Whereas functional imaging is well established for management of patients in cardiology and neurology, functional imaging is dominated almost exclusively by 18F-FDG-PET in oncology. The development of targeted drugs and labelled probes, which are capable of addressing and specifically acting on biologic processes, has created high expectations from medical imaging in general, but especially from the new area of "molecular imaging".
Aims of the SFB 824
As a consequence, this SFB initiative aims at advancing instrumentation and methodology of molecular, multimodal imaging for the in-vivo monitoring of cancer therapy. Individual projects will focus on the methodology to validate and further optimize therapeutic interventions in oncologic disease models. Especially in solid tumours systemic chemotherapy protocols are associated with low and heterogeneous response rates, and many patients suffer from unnecessary side effects without a significant therapeutic benefit.
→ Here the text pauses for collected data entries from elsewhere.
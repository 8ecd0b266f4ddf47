use rust_decimal::Decimal;
use serde::{Deserialize, Serialize};

use crate::cpq::coefficients::{CoefficientResolver, CoefficientSource, Coefficients};
use crate::cpq::rate_table::{RateSource, RateTable};
use crate::domain::line_item::LineItem;
use crate::domain::service::{Difficulty, FloorAccess, ServiceSpec, Urgency};
use crate::errors::PricingError;

/// Intermediate figures behind one service line.
#[derive(Clone, Debug, PartialEq, Eq, Serialize, Deserialize)]
pub struct ServiceRate {
    pub total_area: Decimal,
    pub base_rate: Decimal,
    pub coefficients: Coefficients,
    pub final_rate: Decimal,
    pub total_price: Decimal,
}

pub struct ServiceLineBuilder<R, C> {
    rates: R,
    coefficients: C,
}

impl<R, C> ServiceLineBuilder<R, C> {
    pub fn new(rates: R, coefficients: C) -> Self {
        Self { rates, coefficients }
    }

    pub fn rates(&self) -> &R {
        &self.rates
    }
}

impl Default for ServiceLineBuilder<RateTable, CoefficientResolver> {
    fn default() -> Self {
        Self::new(RateTable::reference(), CoefficientResolver::default())
    }
}

impl<R, C> ServiceLineBuilder<R, C>
where
    R: RateSource,
    C: CoefficientSource,
{
    pub fn rate(&self, spec: &ServiceSpec) -> Result<ServiceRate, PricingError> {
        let total_area = spec.total_area().ok_or_else(|| out_of_range("area", spec))?;
        let base_rate = self.rates.base_rate(&spec.category, total_area)?;
        let coefficients = self.coefficients.coefficients(spec)?;
        let final_rate = coefficients
            .product()
            .and_then(|product| base_rate.checked_mul(product))
            .ok_or_else(|| PricingError::configuration("combined rate coefficients overflow"))?;
        let total_price =
            total_area.checked_mul(final_rate).ok_or_else(|| out_of_range("area", spec))?;

        Ok(ServiceRate { total_area, base_rate, coefficients, final_rate, total_price })
    }

    pub fn build(&self, spec: &ServiceSpec) -> Result<LineItem, PricingError> {
        let rate = self.rate(spec)?;
        let label = self.rates.label(&spec.category);
        let description = format!("{label} - {} m²", rate.total_area.normalize());

        Ok(LineItem::service(description, describe(spec, &rate), rate.total_price))
    }
}

fn describe(spec: &ServiceSpec, rate: &ServiceRate) -> String {
    let mut parts = vec![format!(
        "{} m² x {} level(s) = {} m²",
        spec.area.normalize(),
        spec.levels,
        rate.total_area.normalize()
    )];
    parts.push(format!("base rate {:.2}/m²", rate.base_rate));

    if rate.coefficients.distance != Decimal::ONE {
        parts.push(format!(
            "travel {} km x{}",
            spec.travel_distance_km.normalize(),
            rate.coefficients.distance.normalize()
        ));
    }
    if spec.floor_access != FloorAccess::Ground || rate.coefficients.access != Decimal::ONE {
        parts.push(format!(
            "{} x{}",
            spec.floor_access.label(),
            rate.coefficients.access.normalize()
        ));
    }
    if spec.urgency != Urgency::Standard || rate.coefficients.urgency != Decimal::ONE {
        parts.push(format!("{} x{}", spec.urgency.label(), rate.coefficients.urgency.normalize()));
    }
    if spec.difficulty != Difficulty::Standard || rate.coefficients.difficulty != Decimal::ONE {
        parts.push(format!(
            "{} x{}",
            spec.difficulty.label(),
            rate.coefficients.difficulty.normalize()
        ));
    }

    parts.push(format!("effective rate {:.2}/m²", rate.final_rate));
    parts.join(" | ")
}

fn out_of_range(field: &'static str, spec: &ServiceSpec) -> PricingError {
    PricingError::invalid_parameter(
        field,
        format!("{} m² x {} level(s) is outside the priceable range", spec.area, spec.levels),
    )
}
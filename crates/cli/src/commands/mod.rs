pub mod config;
pub mod doctor;
pub mod quote;
pub mod rates;

use cleanquote_core::ApplicationError;
use serde::Serialize;

#[derive(Debug, Clone)]
pub struct CommandResult {
    pub exit_code: u8,
    pub output: String,
}

#[derive(Debug, Serialize)]
struct CommandOutcome {
    command: String,
    status: String,
    error_class: Option<String>,
    message: String,
}

impl CommandResult {
    pub fn failure(
        command: &str,
        error_class: &str,
        message: impl Into<String>,
        exit_code: u8,
    ) -> Self {
        let payload = CommandOutcome {
            command: command.to_string(),
            status: "error".to_string(),
            error_class: Some(error_class.to_string()),
            message: message.into(),
        };
        Self { exit_code, output: serialize_payload(payload) }
    }

    pub fn from_error(command: &str, error: &ApplicationError) -> Self {
        Self::failure(command, error.error_class(), error.to_string(), error.exit_code())
    }
}

fn serialize_payload(payload: CommandOutcome) -> String {
    serde_json::to_string(&payload).unwrap_or_else(|error| {
        format!(
            "{{\"command\":\"unknown\",\"status\":\"error\",\"error_class\":\"serialization\",\"message\":\"{}\"}}",
            error.to_string().replace('\\', "\\\\").replace('"', "\\\"")
        )
    })
}
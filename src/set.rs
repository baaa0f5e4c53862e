//! Unordered collection of unique elements.
//!
//! This module provides [`Set`], the container every set algebra operation
//! in this crate produces. A `Set` is derived from a collection by dropping
//! duplicates; neither the insertion order nor the multiplicity of the
//! source collection is retained.
//!
//! # Examples
//!
//! ```rust
//! use setalgebra::Set;
//!
//! let mut set: Set<i32> = [1, 2, 3].into_iter().collect();
//! assert!(set.contains(&1));
//!
//! // Adding an element that is already present changes nothing
//! assert!(!set.insert(3));
//! assert_eq!(set.len(), 3);
//!
//! set.extend([7, 8, 9]);
//! assert_eq!(set.len(), 6);
//! ```
//!
//! # Set Operators
//!
//! ```rust
//! use setalgebra::Set;
//!
//! let a = Set::from([1, 2, 3]);
//! let b = Set::from([3, 4, 5]);
//!
//! assert_eq!(&a | &b, Set::from([1, 2, 3, 4, 5]));
//! assert_eq!(&a & &b, Set::from([3]));
//! assert_eq!(&a - &b, Set::from([1, 2]));
//! assert_eq!(&a ^ &b, Set::from([1, 2, 4, 5]));
//! ```

use std::borrow::Borrow;
use std::collections::HashSet;
use std::collections::hash_set;
use std::fmt;
use std::hash::Hash;
use std::ops::{BitAnd, BitOr, BitXor, Sub};

use crate::error::{Result, SetAlgebraError};

// =============================================================================
// Element Hasher Selection
// =============================================================================

/// Hasher builder used for set elements.
///
/// With the `fxhash` feature this is `rustc_hash::FxBuildHasher`, with the
/// `ahash` feature `ahash::RandomState`, and otherwise the standard library's
/// `RandomState`. If both fast-hash features are enabled, `fxhash` wins.
#[cfg(feature = "fxhash")]
pub type ElementHasher = rustc_hash::FxBuildHasher;

/// Hasher builder used for set elements (`ahash` feature).
#[cfg(all(feature = "ahash", not(feature = "fxhash")))]
pub type ElementHasher = ahash::RandomState;

/// Hasher builder used for set elements (standard library default).
#[cfg(not(any(feature = "fxhash", feature = "ahash")))]
pub type ElementHasher = std::hash::RandomState;

// =============================================================================
// Set Definition
// =============================================================================

/// An unordered collection of unique elements.
///
/// # Time Complexity
///
/// | Operation              | Complexity        |
/// |------------------------|-------------------|
/// | `new`                  | O(1)              |
/// | `contains`             | O(1) average      |
/// | `insert`               | O(1) average      |
/// | `remove` / `discard`   | O(1) average      |
/// | `len`                  | O(1)              |
/// | `union`                | O(n + m)          |
/// | `intersection`         | O(min(n, m))      |
/// | `difference`           | O(n)              |
/// | `symmetric_difference` | O(n + m)          |
///
/// # Examples
///
/// ```rust
/// use setalgebra::Set;
///
/// let set = Set::singleton(42);
/// assert!(set.contains(&42));
/// assert!(!set.contains(&0));
/// ```
#[derive(Clone)]
pub struct Set<T> {
    inner: HashSet<T, ElementHasher>,
}

static_assertions::assert_impl_all!(Set<i32>: Send, Sync, Clone);
static_assertions::assert_impl_all!(Set<String>: Send, Sync, Clone);

impl<T> Set<T> {
    /// Creates a new empty set.
    ///
    /// # Examples
    ///
    /// ```rust
    /// use setalgebra::Set;
    ///
    /// let set: Set<i32> = Set::new();
    /// assert!(set.is_empty());
    /// ```
    #[inline]
    #[must_use]
    pub fn new() -> Self {
        Self {
            inner: HashSet::with_hasher(ElementHasher::default()),
        }
    }

    /// Creates an empty set with room for at least `capacity` elements.
    #[inline]
    #[must_use]
    pub fn with_capacity(capacity: usize) -> Self {
        Self {
            inner: HashSet::with_capacity_and_hasher(capacity, ElementHasher::default()),
        }
    }

    /// Returns the number of elements in the set.
    #[inline]
    #[must_use]
    pub fn len(&self) -> usize {
        self.inner.len()
    }

    /// Returns `true` if the set contains no elements.
    ///
    /// # Examples
    ///
    /// ```rust
    /// use setalgebra::Set;
    ///
    /// let mut set: Set<i32> = Set::new();
    /// assert!(set.is_empty());
    ///
    /// set.insert(42);
    /// assert!(!set.is_empty());
    /// ```
    #[inline]
    #[must_use]
    pub fn is_empty(&self) -> bool {
        self.inner.is_empty()
    }

    /// Returns an iterator over the elements in unspecified order.
    #[inline]
    pub fn iter(&self) -> SetIterator<'_, T> {
        SetIterator {
            inner: self.inner.iter(),
        }
    }

    /// Materializes the set as a vector, in unspecified order.
    ///
    /// # Examples
    ///
    /// ```rust
    /// use setalgebra::Set;
    ///
    /// let mut elements = Set::from([3, 1, 2]).into_vec();
    /// elements.sort_unstable();
    /// assert_eq!(elements, vec![1, 2, 3]);
    /// ```
    #[must_use]
    pub fn into_vec(self) -> Vec<T> {
        self.inner.into_iter().collect()
    }
}

impl<T: Hash + Eq> Set<T> {
    /// Creates a set containing a single element.
    #[inline]
    #[must_use]
    pub fn singleton(element: T) -> Self {
        let mut set = Self::with_capacity(1);
        set.insert(element);
        set
    }

    /// Returns `true` if the set contains the specified element.
    ///
    /// The element may be any borrowed form of the set's element type,
    /// but `Hash` and `Eq` on the borrowed form must match those for
    /// the element type.
    ///
    /// # Examples
    ///
    /// ```rust
    /// use setalgebra::Set;
    ///
    /// let set: Set<String> = ["apple".to_string()].into_iter().collect();
    /// assert!(set.contains("apple"));
    /// assert!(!set.contains("pear"));
    /// ```
    #[inline]
    pub fn contains<Q>(&self, element: &Q) -> bool
    where
        T: Borrow<Q>,
        Q: Hash + Eq + ?Sized,
    {
        self.inner.contains(element)
    }

    /// Adds an element to the set.
    ///
    /// Returns `true` if the element was not already present.
    #[inline]
    pub fn insert(&mut self, element: T) -> bool {
        self.inner.insert(element)
    }

    /// Removes an element, returning the stored value.
    ///
    /// # Errors
    ///
    /// Returns [`SetAlgebraError::ElementNotFound`] if the element is not a
    /// member of the set. The set is left unchanged in that case. Use
    /// [`Set::discard`] to remove an element that may be absent.
    ///
    /// # Examples
    ///
    /// ```rust
    /// use setalgebra::{Set, SetAlgebraError};
    ///
    /// let mut set = Set::from([6, 7]);
    /// assert_eq!(set.remove(&6), Ok(6));
    /// assert!(matches!(
    ///     set.remove(&6),
    ///     Err(SetAlgebraError::ElementNotFound { .. })
    /// ));
    /// ```
    pub fn remove<Q>(&mut self, element: &Q) -> Result<T>
    where
        T: Borrow<Q>,
        Q: Hash + Eq + ?Sized,
    {
        self.inner.take(element).ok_or_else(|| {
            tracing::debug!(operation = "Set::remove", "element not found");
            SetAlgebraError::ElementNotFound {
                operation: "Set::remove",
            }
        })
    }

    /// Removes an element if it is present.
    ///
    /// Returns `true` if the element was a member of the set.
    #[inline]
    pub fn discard<Q>(&mut self, element: &Q) -> bool
    where
        T: Borrow<Q>,
        Q: Hash + Eq + ?Sized,
    {
        self.inner.remove(element)
    }

    /// Returns `true` if every element of `self` is in `other`.
    #[inline]
    #[must_use]
    pub fn is_subset(&self, other: &Self) -> bool {
        self.inner.is_subset(&other.inner)
    }

    /// Returns `true` if every element of `other` is in `self`.
    #[inline]
    #[must_use]
    pub fn is_superset(&self, other: &Self) -> bool {
        self.inner.is_superset(&other.inner)
    }

    /// Returns `true` if `self` and `other` share no element.
    ///
    /// # Examples
    ///
    /// ```rust
    /// use setalgebra::Set;
    ///
    /// assert!(Set::from([1, 2]).is_disjoint(&Set::from([3, 4])));
    /// assert!(!Set::from([1, 2, 3]).is_disjoint(&Set::from([3, 4, 5])));
    /// ```
    #[inline]
    #[must_use]
    pub fn is_disjoint(&self, other: &Self) -> bool {
        self.inner.is_disjoint(&other.inner)
    }

    /// Keeps only the elements for which `predicate` returns `true`.
    pub fn retain<P>(&mut self, predicate: P)
    where
        P: FnMut(&T) -> bool,
    {
        self.inner.retain(predicate);
    }
}

impl<T: Clone + Hash + Eq> Set<T> {
    /// Returns the elements present in `self`, `other`, or both.
    #[must_use]
    pub fn union(&self, other: &Self) -> Self {
        let (larger, smaller) = if self.len() >= other.len() {
            (self, other)
        } else {
            (other, self)
        };
        let mut result = larger.clone();
        result.extend(smaller.iter().cloned());
        result
    }

    /// Returns the elements present in both `self` and `other`.
    #[must_use]
    pub fn intersection(&self, other: &Self) -> Self {
        self.inner.intersection(&other.inner).cloned().collect()
    }

    /// Returns the elements of `self` that are not in `other`.
    #[must_use]
    pub fn difference(&self, other: &Self) -> Self {
        self.inner.difference(&other.inner).cloned().collect()
    }

    /// Returns the elements in exactly one of `self` and `other`.
    ///
    /// # Examples
    ///
    /// ```rust
    /// use setalgebra::Set;
    ///
    /// let a = Set::from([1, 2, 3]);
    /// let b = Set::from([3, 4, 5]);
    /// assert_eq!(a.symmetric_difference(&b), Set::from([1, 2, 4, 5]));
    /// ```
    #[must_use]
    pub fn symmetric_difference(&self, other: &Self) -> Self {
        self.inner
            .symmetric_difference(&other.inner)
            .cloned()
            .collect()
    }
}

// =============================================================================
// Iterators
// =============================================================================

/// Borrowing iterator over the elements of a [`Set`].
pub struct SetIterator<'a, T> {
    inner: hash_set::Iter<'a, T>,
}

impl<'a, T> Iterator for SetIterator<'a, T> {
    type Item = &'a T;

    #[inline]
    fn next(&mut self) -> Option<Self::Item> {
        self.inner.next()
    }

    #[inline]
    fn size_hint(&self) -> (usize, Option<usize>) {
        self.inner.size_hint()
    }
}

impl<T> ExactSizeIterator for SetIterator<'_, T> {}

/// Owning iterator over the elements of a [`Set`].
pub struct SetIntoIterator<T> {
    inner: hash_set::IntoIter<T>,
}

impl<T> Iterator for SetIntoIterator<T> {
    type Item = T;

    #[inline]
    fn next(&mut self) -> Option<Self::Item> {
        self.inner.next()
    }

    #[inline]
    fn size_hint(&self) -> (usize, Option<usize>) {
        self.inner.size_hint()
    }
}

impl<T> ExactSizeIterator for SetIntoIterator<T> {}

// =============================================================================
// Standard Trait Implementations
// =============================================================================

impl<T> Default for Set<T> {
    #[inline]
    fn default() -> Self {
        Self::new()
    }
}

impl<T: Hash + Eq> FromIterator<T> for Set<T> {
    fn from_iter<I: IntoIterator<Item = T>>(iter: I) -> Self {
        let mut set = Self::new();
        set.extend(iter);
        set
    }
}

impl<T: Hash + Eq> Extend<T> for Set<T> {
    fn extend<I: IntoIterator<Item = T>>(&mut self, iter: I) {
        self.inner.extend(iter);
    }
}

impl<T: Hash + Eq, const N: usize> From<[T; N]> for Set<T> {
    fn from(elements: [T; N]) -> Self {
        elements.into_iter().collect()
    }
}

impl<T: Hash + Eq> From<Vec<T>> for Set<T> {
    fn from(elements: Vec<T>) -> Self {
        elements.into_iter().collect()
    }
}

impl<T> IntoIterator for Set<T> {
    type Item = T;
    type IntoIter = SetIntoIterator<T>;

    fn into_iter(self) -> Self::IntoIter {
        SetIntoIterator {
            inner: self.inner.into_iter(),
        }
    }
}

impl<'a, T> IntoIterator for &'a Set<T> {
    type Item = &'a T;
    type IntoIter = SetIterator<'a, T>;

    fn into_iter(self) -> Self::IntoIter {
        self.iter()
    }
}

impl<T: Hash + Eq> PartialEq for Set<T> {
    fn eq(&self, other: &Self) -> bool {
        self.inner == other.inner
    }
}

impl<T: Hash + Eq> Eq for Set<T> {}

impl<T: fmt::Debug> fmt::Debug for Set<T> {
    fn fmt(&self, formatter: &mut fmt::Formatter<'_>) -> fmt::Result {
        formatter.debug_set().entries(self.iter()).finish()
    }
}

impl<T: fmt::Display> fmt::Display for Set<T> {
    fn fmt(&self, formatter: &mut fmt::Formatter<'_>) -> fmt::Result {
        write!(formatter, "{{")?;
        let mut first = true;
        for element in self {
            if first {
                first = false;
            } else {
                write!(formatter, ", ")?;
            }
            write!(formatter, "{element}")?;
        }
        write!(formatter, "}}")
    }
}

// =============================================================================
// Operators
// =============================================================================

impl<T: Clone + Hash + Eq> BitOr for &Set<T> {
    type Output = Set<T>;

    fn bitor(self, other: Self) -> Set<T> {
        self.union(other)
    }
}

impl<T: Clone + Hash + Eq> BitAnd for &Set<T> {
    type Output = Set<T>;

    fn bitand(self, other: Self) -> Set<T> {
        self.intersection(other)
    }
}

impl<T: Clone + Hash + Eq> Sub for &Set<T> {
    type Output = Set<T>;

    fn sub(self, other: Self) -> Set<T> {
        self.difference(other)
    }
}

impl<T: Clone + Hash + Eq> BitXor for &Set<T> {
    type Output = Set<T>;

    fn bitxor(self, other: Self) -> Set<T> {
        self.symmetric_difference(other)
    }
}

// =============================================================================
// Serde Support
// =============================================================================

#[cfg(feature = "serde")]
impl<T: serde::Serialize> serde::Serialize for Set<T> {
    fn serialize<S>(&self, serializer: S) -> std::result::Result<S::Ok, S::Error>
    where
        S: serde::Serializer,
    {
        use serde::ser::SerializeSeq;
        let mut seq = serializer.serialize_seq(Some(self.len()))?;
        for element in self {
            seq.serialize_element(element)?;
        }
        seq.end()
    }
}

#[cfg(feature = "serde")]
struct SetVisitor<T> {
    marker: std::marker::PhantomData<T>,
}

#[cfg(feature = "serde")]
impl<T> SetVisitor<T> {
    const fn new() -> Self {
        Self {
            marker: std::marker::PhantomData,
        }
    }
}

#[cfg(feature = "serde")]
impl<'de, T> serde::de::Visitor<'de> for SetVisitor<T>
where
    T: serde::Deserialize<'de> + Hash + Eq,
{
    type Value = Set<T>;

    fn expecting(&self, formatter: &mut fmt::Formatter) -> fmt::Result {
        formatter.write_str("a sequence")
    }

    fn visit_seq<A>(self, mut seq: A) -> std::result::Result<Self::Value, A::Error>
    where
        A: serde::de::SeqAccess<'de>,
    {
        let mut set = Set::with_capacity(seq.size_hint().unwrap_or(0));
        while let Some(element) = seq.next_element()? {
            set.insert(element);
        }
        Ok(set)
    }
}

#[cfg(feature = "serde")]
impl<'de, T> serde::Deserialize<'de> for Set<T>
where
    T: serde::Deserialize<'de> + Hash + Eq,
{
    fn deserialize<D>(deserializer: D) -> std::result::Result<Self, D::Error>
    where
        D: serde::Deserializer<'de>,
    {
        deserializer.deserialize_seq(SetVisitor::new())
    }
}

// =============================================================================
// Tests
// =============================================================================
On the other hand, there is a reasonable anticipation that a combination of non-invasive imaging and in-vitro analysis of tissue samples derived from biopsies and serum material will allow profiling individual tumour biology and relating the results to the therapy response pattern. It is hoped, that specific imaging signals will be defined, which can predict treatment response and help to tailor as well as monitor selected therapy strategies.
The individualization of cancer treatment using highly specialized imaging methods is the long term goal of this SFB initiative. Preliminary work indicates that PET is currently the only available functional imaging modality which allows clinical quantification of biological processes in the course of cancer treatment. We and others have shown that the uptake of 18F-FDG allows the non-invasive evaluation of response to neoadjuvent treatment. This has been demonstrated in a number of tumour entities including malignant lymphoma, esophageal cancer, gastric cancer, colorectal cancer and lung cancer. In all these studies it has been successfully shown that an early change of tumour glucose metabolism is not only predictive for histological verified response but correlates also with clinical outcome and survival.
Development of imaging probes
Besides 18F-FDG, development and validation of innovative imaging probes which are capable of addressing biological targets associated with the therapeutic effect is of importance to increase specificity and sensitivity of imaging. With the implementation of targeted drugs such as tyrosine kinase inhibitors which are not only cytotoxic but also cytostatic, additional parameters for the biologic definition of tumour response are required. The application of proliferation markers which allow the quantification of cell growth are highly promising. Furthermore, additional processes such as angiogenesis, cell adhesion, cell migration and "tumour milieu" are important and well recognized factors of tumour growth and sensitivity to therapy. Targeted therapy using for example antiangiogenetic drugs has been recently introduced in clinical medicine. However, these new treatment modalities remain associated with heterogeneous response rates. Imaging modalities may allow us to specifically visualize therapy-associated modulation of gene expression, function and activity of respective target structures and affected processes.